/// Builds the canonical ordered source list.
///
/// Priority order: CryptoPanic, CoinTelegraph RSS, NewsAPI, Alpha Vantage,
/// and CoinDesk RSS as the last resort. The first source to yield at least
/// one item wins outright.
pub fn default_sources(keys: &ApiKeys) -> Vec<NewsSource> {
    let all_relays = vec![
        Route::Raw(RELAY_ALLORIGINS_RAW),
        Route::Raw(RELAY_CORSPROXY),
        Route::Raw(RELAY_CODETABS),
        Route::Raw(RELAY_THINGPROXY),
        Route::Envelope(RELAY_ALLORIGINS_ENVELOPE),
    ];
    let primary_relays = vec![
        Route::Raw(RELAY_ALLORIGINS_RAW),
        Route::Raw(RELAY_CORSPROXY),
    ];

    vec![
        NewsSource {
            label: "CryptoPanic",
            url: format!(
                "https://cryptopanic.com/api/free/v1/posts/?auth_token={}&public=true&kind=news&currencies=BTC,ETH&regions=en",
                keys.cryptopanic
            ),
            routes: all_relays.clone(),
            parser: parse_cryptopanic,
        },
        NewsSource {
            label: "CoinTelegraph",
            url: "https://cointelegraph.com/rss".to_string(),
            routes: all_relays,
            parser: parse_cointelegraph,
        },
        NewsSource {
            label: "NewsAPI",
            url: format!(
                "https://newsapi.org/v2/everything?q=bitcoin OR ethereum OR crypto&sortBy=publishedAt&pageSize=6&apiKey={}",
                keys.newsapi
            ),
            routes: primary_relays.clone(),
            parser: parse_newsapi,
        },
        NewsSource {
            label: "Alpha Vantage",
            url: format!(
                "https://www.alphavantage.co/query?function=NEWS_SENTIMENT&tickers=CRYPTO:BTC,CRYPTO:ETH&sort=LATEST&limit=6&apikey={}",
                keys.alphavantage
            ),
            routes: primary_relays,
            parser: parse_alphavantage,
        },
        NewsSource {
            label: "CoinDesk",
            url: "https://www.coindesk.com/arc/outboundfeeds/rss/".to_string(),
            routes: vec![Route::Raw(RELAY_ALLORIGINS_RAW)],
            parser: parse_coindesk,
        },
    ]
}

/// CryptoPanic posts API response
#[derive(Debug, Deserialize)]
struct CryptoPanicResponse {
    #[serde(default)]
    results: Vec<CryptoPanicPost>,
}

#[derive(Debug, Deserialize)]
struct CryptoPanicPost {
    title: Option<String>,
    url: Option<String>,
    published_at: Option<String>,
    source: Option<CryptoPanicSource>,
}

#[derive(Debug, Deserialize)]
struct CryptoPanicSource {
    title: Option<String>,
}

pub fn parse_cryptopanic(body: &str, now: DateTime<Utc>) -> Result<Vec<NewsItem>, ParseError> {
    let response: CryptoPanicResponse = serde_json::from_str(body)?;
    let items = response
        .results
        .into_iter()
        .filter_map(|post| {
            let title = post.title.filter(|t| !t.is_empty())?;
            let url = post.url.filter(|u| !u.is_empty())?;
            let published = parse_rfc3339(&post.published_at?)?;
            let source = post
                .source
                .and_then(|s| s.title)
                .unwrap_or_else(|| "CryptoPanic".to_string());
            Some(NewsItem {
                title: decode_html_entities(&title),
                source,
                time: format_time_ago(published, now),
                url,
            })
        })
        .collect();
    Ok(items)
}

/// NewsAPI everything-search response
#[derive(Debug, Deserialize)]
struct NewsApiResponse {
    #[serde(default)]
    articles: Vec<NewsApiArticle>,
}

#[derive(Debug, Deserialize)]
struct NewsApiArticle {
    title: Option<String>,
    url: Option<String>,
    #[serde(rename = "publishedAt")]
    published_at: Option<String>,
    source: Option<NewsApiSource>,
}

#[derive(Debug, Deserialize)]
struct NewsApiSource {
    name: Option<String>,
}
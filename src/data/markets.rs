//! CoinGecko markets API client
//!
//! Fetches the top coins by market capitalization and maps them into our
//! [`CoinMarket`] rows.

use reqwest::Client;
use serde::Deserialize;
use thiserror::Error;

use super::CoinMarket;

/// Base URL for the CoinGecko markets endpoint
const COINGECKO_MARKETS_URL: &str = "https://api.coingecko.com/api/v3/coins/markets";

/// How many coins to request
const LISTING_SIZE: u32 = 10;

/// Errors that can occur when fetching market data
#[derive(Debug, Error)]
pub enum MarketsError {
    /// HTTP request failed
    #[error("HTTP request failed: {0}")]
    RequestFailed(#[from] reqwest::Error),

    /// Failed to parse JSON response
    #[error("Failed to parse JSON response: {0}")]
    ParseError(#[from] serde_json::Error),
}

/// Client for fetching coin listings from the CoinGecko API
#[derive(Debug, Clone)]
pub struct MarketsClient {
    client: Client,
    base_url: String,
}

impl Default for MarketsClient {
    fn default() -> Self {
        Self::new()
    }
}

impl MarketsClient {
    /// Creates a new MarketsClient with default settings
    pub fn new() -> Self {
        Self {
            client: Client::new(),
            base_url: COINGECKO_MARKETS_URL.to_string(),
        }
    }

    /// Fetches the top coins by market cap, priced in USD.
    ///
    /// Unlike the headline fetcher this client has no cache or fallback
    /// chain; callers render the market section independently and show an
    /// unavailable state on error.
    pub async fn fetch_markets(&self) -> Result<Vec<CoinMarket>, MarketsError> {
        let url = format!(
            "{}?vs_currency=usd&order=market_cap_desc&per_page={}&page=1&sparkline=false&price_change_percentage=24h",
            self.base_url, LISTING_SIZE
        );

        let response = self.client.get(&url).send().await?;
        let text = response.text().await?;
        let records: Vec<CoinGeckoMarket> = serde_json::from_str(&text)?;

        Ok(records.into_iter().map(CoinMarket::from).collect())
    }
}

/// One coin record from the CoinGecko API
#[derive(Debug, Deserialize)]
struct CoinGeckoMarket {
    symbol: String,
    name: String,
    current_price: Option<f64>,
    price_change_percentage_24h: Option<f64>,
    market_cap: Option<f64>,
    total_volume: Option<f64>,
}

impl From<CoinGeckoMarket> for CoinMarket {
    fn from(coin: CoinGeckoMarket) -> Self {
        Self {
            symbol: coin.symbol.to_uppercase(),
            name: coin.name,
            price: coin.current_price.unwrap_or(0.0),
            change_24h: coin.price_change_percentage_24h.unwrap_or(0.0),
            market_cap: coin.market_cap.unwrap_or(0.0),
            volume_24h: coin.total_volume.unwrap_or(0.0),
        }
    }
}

....................

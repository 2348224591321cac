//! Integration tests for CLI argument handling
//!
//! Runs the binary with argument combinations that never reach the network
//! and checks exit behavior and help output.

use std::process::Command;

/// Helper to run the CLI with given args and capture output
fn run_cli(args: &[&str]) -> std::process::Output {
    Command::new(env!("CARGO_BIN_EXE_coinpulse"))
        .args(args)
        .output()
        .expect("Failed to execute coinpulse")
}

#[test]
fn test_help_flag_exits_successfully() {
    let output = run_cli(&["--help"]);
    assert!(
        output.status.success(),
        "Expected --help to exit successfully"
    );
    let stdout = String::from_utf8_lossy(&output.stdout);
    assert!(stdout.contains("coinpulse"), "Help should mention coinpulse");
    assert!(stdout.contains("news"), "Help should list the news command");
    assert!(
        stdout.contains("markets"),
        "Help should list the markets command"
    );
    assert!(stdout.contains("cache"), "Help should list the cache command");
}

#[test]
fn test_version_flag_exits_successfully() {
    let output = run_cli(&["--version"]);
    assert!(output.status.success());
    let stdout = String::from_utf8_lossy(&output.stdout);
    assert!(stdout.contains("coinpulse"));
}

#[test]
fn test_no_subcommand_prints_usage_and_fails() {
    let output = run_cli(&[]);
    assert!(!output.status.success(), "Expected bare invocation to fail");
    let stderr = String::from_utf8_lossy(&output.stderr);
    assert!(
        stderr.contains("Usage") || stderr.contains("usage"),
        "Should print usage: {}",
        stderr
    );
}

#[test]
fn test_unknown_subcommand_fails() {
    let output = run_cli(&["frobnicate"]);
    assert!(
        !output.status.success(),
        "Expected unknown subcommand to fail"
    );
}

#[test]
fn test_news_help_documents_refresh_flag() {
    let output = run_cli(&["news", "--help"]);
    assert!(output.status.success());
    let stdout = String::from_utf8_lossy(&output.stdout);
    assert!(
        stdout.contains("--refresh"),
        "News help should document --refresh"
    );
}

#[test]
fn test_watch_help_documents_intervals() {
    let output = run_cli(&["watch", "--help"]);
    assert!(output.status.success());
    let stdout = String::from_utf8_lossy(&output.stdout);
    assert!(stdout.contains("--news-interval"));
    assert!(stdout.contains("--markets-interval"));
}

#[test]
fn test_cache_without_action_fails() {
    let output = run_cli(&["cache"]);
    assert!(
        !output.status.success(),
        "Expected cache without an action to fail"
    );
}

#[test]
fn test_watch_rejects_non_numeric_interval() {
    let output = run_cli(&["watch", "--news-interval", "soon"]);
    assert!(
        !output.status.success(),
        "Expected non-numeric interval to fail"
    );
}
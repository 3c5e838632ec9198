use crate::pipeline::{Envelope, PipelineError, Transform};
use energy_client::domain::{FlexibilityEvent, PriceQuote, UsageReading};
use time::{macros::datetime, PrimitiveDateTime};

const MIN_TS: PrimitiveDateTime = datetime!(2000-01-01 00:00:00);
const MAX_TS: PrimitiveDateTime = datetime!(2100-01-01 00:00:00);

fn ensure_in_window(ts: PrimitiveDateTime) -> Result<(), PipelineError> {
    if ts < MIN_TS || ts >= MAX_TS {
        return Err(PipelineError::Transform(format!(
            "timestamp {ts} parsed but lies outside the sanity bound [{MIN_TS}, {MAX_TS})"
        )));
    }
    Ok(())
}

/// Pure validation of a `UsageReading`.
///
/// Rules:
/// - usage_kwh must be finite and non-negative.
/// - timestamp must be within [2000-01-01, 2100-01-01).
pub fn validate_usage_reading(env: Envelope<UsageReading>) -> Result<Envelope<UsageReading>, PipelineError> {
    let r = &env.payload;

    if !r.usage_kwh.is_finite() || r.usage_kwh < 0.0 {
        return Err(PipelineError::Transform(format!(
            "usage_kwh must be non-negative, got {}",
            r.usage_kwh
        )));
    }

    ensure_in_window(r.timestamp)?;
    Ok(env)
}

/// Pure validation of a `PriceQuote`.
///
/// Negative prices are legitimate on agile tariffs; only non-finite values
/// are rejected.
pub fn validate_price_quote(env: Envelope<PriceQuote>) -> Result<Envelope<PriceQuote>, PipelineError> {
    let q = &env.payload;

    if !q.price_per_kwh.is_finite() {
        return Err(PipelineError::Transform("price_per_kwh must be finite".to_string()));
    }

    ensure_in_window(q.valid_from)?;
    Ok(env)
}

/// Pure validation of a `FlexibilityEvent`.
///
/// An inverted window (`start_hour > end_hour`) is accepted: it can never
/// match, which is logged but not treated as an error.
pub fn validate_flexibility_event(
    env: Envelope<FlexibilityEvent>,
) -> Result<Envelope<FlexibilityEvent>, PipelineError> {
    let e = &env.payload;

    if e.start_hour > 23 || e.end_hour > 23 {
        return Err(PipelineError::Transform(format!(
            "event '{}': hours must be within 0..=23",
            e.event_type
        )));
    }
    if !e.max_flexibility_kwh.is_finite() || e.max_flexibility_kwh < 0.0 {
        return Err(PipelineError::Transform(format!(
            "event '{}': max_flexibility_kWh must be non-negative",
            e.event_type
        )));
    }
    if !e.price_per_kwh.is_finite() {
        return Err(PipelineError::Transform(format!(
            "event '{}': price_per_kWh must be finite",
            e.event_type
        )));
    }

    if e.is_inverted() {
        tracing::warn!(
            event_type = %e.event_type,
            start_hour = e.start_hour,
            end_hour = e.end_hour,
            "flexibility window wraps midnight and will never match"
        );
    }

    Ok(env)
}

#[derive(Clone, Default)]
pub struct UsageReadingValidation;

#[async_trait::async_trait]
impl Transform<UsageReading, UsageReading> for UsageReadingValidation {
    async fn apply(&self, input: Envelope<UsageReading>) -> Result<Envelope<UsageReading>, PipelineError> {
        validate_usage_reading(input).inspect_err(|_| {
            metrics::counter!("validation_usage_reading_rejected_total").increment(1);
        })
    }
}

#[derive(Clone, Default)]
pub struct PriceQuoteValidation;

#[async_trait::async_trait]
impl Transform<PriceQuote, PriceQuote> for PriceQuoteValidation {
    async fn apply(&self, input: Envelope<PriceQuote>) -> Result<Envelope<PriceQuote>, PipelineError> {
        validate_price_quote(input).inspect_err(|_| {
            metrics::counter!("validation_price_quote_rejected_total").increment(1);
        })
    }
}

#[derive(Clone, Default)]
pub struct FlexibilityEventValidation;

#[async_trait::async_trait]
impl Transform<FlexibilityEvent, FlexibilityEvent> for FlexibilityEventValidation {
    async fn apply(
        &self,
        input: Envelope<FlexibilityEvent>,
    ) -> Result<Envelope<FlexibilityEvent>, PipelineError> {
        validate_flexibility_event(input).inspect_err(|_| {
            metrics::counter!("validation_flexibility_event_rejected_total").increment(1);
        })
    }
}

....................

_Task goal_
Give back, exactly as written, the stretch from the line with "const MAX_TS: PrimitiveDateTime" through the line with "within [2000-01-01, 2100-01-01).", and no other lines from the records above.

_Result below_
const MAX_TS: PrimitiveDateTime = datetime!(2100-01-01 00:00:00);

fn ensure_in_window(ts: PrimitiveDateTime) -> Result<(), PipelineError> {
    if ts < MIN_TS || ts >= MAX_TS {
        return Err(PipelineError::Transform(format!(
            "timestamp {ts} parsed but lies outside the sanity bound [{MIN_TS}, {MAX_TS})"
        )));
    }
    Ok(())
}

/// Pure validation of a `UsageReading`.
///
/// Rules:
/// - usage_kwh must be finite and non-negative.
/// - timestamp must be within [2000-01-01, 2100-01-01).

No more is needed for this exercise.